Environmental groups and residents of Negros Occidental on Friday lauded the confirmation by San Miguel Corporation (SMC) that it will no longer be pursuing a proposed coal-fired power plant project in the province, but warned of fervent local resistance should it proceed with the plan to instead convert the project into a fossil gas, or natural gas, facility.

    San Carlos City in Negros Occidental was the site of the 300 MW coal project that will no longer push through.

    “Today, Negros gladly declares another win against coal – which is a win for our Common Home and for the future of generations to come. We are happy that we were able to protect Negrosanon’s history of two decades of resistance from many different coal projects that proponents tried to build within our shores, and that our province need not contribute to the detrimental impacts that coal still wreaks upon vulnerable communities and life systems all over the country,” said long-term clean energy advocate Bishop Gerry Alminaza.

    Alminaza serves as the Bishop of the Diocese of San Carlos, a city known for its many sustainable practices and belonging in the island dubbed as the Renewable Energy Capital of the Philippines.

    “We hope this is taken as a sign by other coal companies, supporters, and even financiers that coal’s glory really has come to an end,” he said.

    While the discontinuation of the plant as a coal project is welcome news, residents were dismayed that SMC intends to pursue a fossil gas project in the area instead.

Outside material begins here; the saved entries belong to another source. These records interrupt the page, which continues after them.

fn r2(actual: &[f64], predicted: &[f64]) -> f64 {
    let mean = actual.iter().sum::<f64>() / actual.len() as f64;
    let ss_tot: f64 = actual.iter().map(|y| (y - mean).powi(2)).sum();
    let ss_res: f64 = actual
        .iter()
        .zip(predicted)
        .map(|(y, p)| (y - p).powi(2))
        .sum();
    if ss_tot == 0.0 {
        if ss_res == 0.0 {
            1.0
        } else {
            0.0
        }
    } else {
        1.0 - ss_res / ss_tot
    }
}

fn score(task: Task, model: &TrainedModel, x: &[&Vec<f64>], y: &[&Value]) -> Result<f64, BoxError> {
    let predictions: Vec<Prediction> = x.iter().map(|row| model.predict(row)).collect();
    match task {
        Task::Regression => {
            let actual = numeric_target(y)?;
            let predicted: Vec<f64> = predictions
                .iter()
                .map(|p| match p {
                    Prediction::Value(v) => *v,
                    Prediction::Label(l) => l.parse().unwrap_or(0.0),
                })
                .collect();
            Ok(r2(&actual, &predicted))
        }
        Task::Classification => {
            let correct = predictions
                .iter()
                .zip(y)
                .filter(|(p, actual)| match p {
                    Prediction::Label(l) => *l == label(actual),
                    Prediction::Value(v) => actual.as_f64() == Some(v.round()),
                })
                .count();
            Ok(correct as f64 / y.len() as f64)
        }
    }
}
//! Typed parameter schemas
//!
//! Used both for tool arguments and for agent output contracts.

use serde_json::{json, Map, Value};

/// JSON type of a parameter
#[derive(Debug, Clone, Copy, PartialEq, Eq)]
pub enum ParamKind {
    String,
    Integer,
    Number,
    Boolean,
    Array,
    Object,
}

impl ParamKind {
    pub fn as_str(&self) -> &'static str {
        match self {
            Self::String => "string",
            Self::Integer => "integer",
            Self::Number => "number",
            Self::Boolean => "boolean",
            Self::Array => "array",
            Self::Object => "object",
        }
    }

    pub fn matches(&self, value: &Value) -> bool {
        match self {
            Self::String => value.is_string(),
            Self::Integer => value.is_i64() || value.is_u64(),
            Self::Number => value.is_number(),
            Self::Boolean => value.is_boolean(),
            Self::Array => value.is_array(),
            Self::Object => value.is_object(),
        }
    }
}

#[derive(Debug, Clone, PartialEq)]
pub struct ParamSpec {
    pub name: String,
    pub kind: ParamKind,
    pub description: String,
    pub required: bool,
}

/// Ordered set of named, typed parameters
#[derive(Debug, Clone, Default, PartialEq)]
pub struct ParamSchema {
    params: Vec<ParamSpec>,
}

impl ParamSchema {
    pub fn new() -> Self {
        Self::default()
    }

    pub fn required(self, name: &str, kind: ParamKind, description: &str) -> Self {
        self.with(name, kind, description, true)
    }

    pub fn optional(self, name: &str, kind: ParamKind, description: &str) -> Self {
        self.with(name, kind, description, false)
    }

    fn with(mut self, name: &str, kind: ParamKind, description: &str, required: bool) -> Self {
        self.params.retain(|p| p.name != name);
        self.params.push(ParamSpec {
            name: name.to_string(),
            kind,
            description: description.to_string(),
            required,
        });
        self
    }

    pub fn params(&self) -> &[ParamSpec] {
        &self.params
    }

    pub fn get(&self, name: &str) -> Option<&ParamSpec> {
        self.params.iter().find(|p| p.name == name)
    }

    pub fn is_empty(&self) -> bool {
        self.params.is_empty()
    }

    /// JSON Schema object offered to the model
    pub fn to_json_schema(&self) -> Value {
        let mut properties = Map::new();
        for param in &self.params {
            properties.insert(
                param.name.clone(),
                json!({
                    "type": param.kind.as_str(),
                    "description": param.description,
                }),
            );
        }

        let required: Vec<&str> = self
            .params
            .iter()
            .filter(|p| p.required)
            .map(|p| p.name.as_str())
            .collect();

        json!({
            "type": "object",
            "properties": properties,
            "required": required,
        })
    }

    /// Every way `args` fails the schema. `null` is treated as an empty
    /// object and as an absent value; undeclared keys are ignored.
    pub fn violations(&self, args: &Value) -> Vec<String> {
        let empty = Map::new();
        let object = match args {
            Value::Object(map) => map,
            Value::Null => &empty,
            other => {
                return vec![format!(
                    "expected an object of named arguments, got {}",
                    type_name(other)
                )]
            }
        };

        let mut violations = Vec::new();
        for param in &self.params {
            match object.get(&param.name) {
                None | Some(Value::Null) => {
                    if param.required {
                        violations.push(format!("missing required parameter `{}`", param.name));
                    }
                }
                Some(value) if !param.kind.matches(value) => violations.push(format!(
                    "parameter `{}` must be {}, got {}",
                    param.name,
                    param.kind.as_str(),
                    type_name(value)
                )),
                Some(_) => {}
            }
        }
        violations
    }

    pub fn validate(&self, args: &Value) -> Result<(), String> {
        let violations = self.violations(args);
        if violations.is_empty() {
            Ok(())
        } else {
            Err(violations.join("; "))
        }
    }
}

fn type_name(value: &Value) -> &'static str {
    match value {
        Value::Null => "null",
        Value::Bool(_) => "boolean",
        Value::Number(n) if n.is_f64() => "number",
        Value::Number(_) => "integer",
        Value::String(_) => "string",
        Value::Array(_) => "array",
        Value::Object(_) => "object",
    }
}

#[cfg(test)]
mod tests {
    use super::*;

    fn schema() -> ParamSchema {
        ParamSchema::new()
            .required("query", ParamKind::String, "SQL query")
            .optional("limit", ParamKind::Integer, "Row limit")
    }

    #[test]
    fn test_json_schema_shape() {
        let value = schema().to_json_schema();
        assert_eq!(value["type"], "object");
        assert_eq!(value["properties"]["query"]["type"], "string");
        assert_eq!(value["properties"]["limit"]["type"], "integer");
        assert_eq!(value["required"], json!(["query"]));
    }

    #[test]
    fn test_valid_arguments() {
        assert!(schema().validate(&json!({"query": "SELECT 1"})).is_ok());
        assert!(schema()
            .validate(&json!({"query": "SELECT 1", "limit": 5, "extra": true}))
            .is_ok());
    }

    #[test]
    fn test_missing_required() {
        let err = schema().validate(&json!({"limit": 5})).unwrap_err();
        assert_eq!(err, "missing required parameter `query`");

        let err = schema().validate(&Value::Null).unwrap_err();
        assert!(err.contains("`query`"));
    }

    #[test]
    fn test_wrong_type() {
        let violations = schema().violations(&json!({"query": 7, "limit": 2.5}));
        assert_eq!(
            violations,
            vec![
                "parameter `query` must be string, got integer".to_string(),
                "parameter `limit` must be integer, got number".to_string(),
            ]
        );
    }

    #[test]
    fn test_non_object_arguments() {
        let err = schema().validate(&json!(["SELECT 1"])).unwrap_err();
        assert!(err.contains("got array"));
    }

    #[test]
    fn test_redeclared_param_replaces() {
        let schema = ParamSchema::new()
            .optional("x", ParamKind::String, "a")
            .required("x", ParamKind::Integer, "b");
        assert_eq!(schema.params().len(), 1);
        assert!(schema.get("x").unwrap().required);
    }
}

    “We will not stand back and accept that gains in the fight against coal will be used to inflict on us similarly alarming impacts from another fossil fuel. We Negrosanons take pride in the beauty and clean environment that our island offers. We intend to keep it that way, and we will keep watch to ensure that Negros will continue moving on the path to 100% renewable energy,” said Jun Mojica, representative of green energy consortium REpower Negros.

“Fossil gas is not clean energy. It will not help us in the climate race, nor will it bring us closer to a sustainably powered future. The youth will continue fighting so that Negros would win against all threats of fossil fuels – be it coal or gas,” added Iza Mondia, youth representative of Fossil-Free Negros.

    The groups also dared SMC to be true to its sustainable energy commitments by fully ending its coal pipeline and aggressively jumping into the renewable energy bandwagon, with no stop over to fossil gas.

    “The steps away from coal that SMC took recently are welcome developments, but the company cannot keep contradicting its RE commitments by staying a key figure in both the country’s remaining planned coal fleet and massive fossil gas expansion,” commented Avril De Torres, Research, Policy, and Law Program Head of CEED.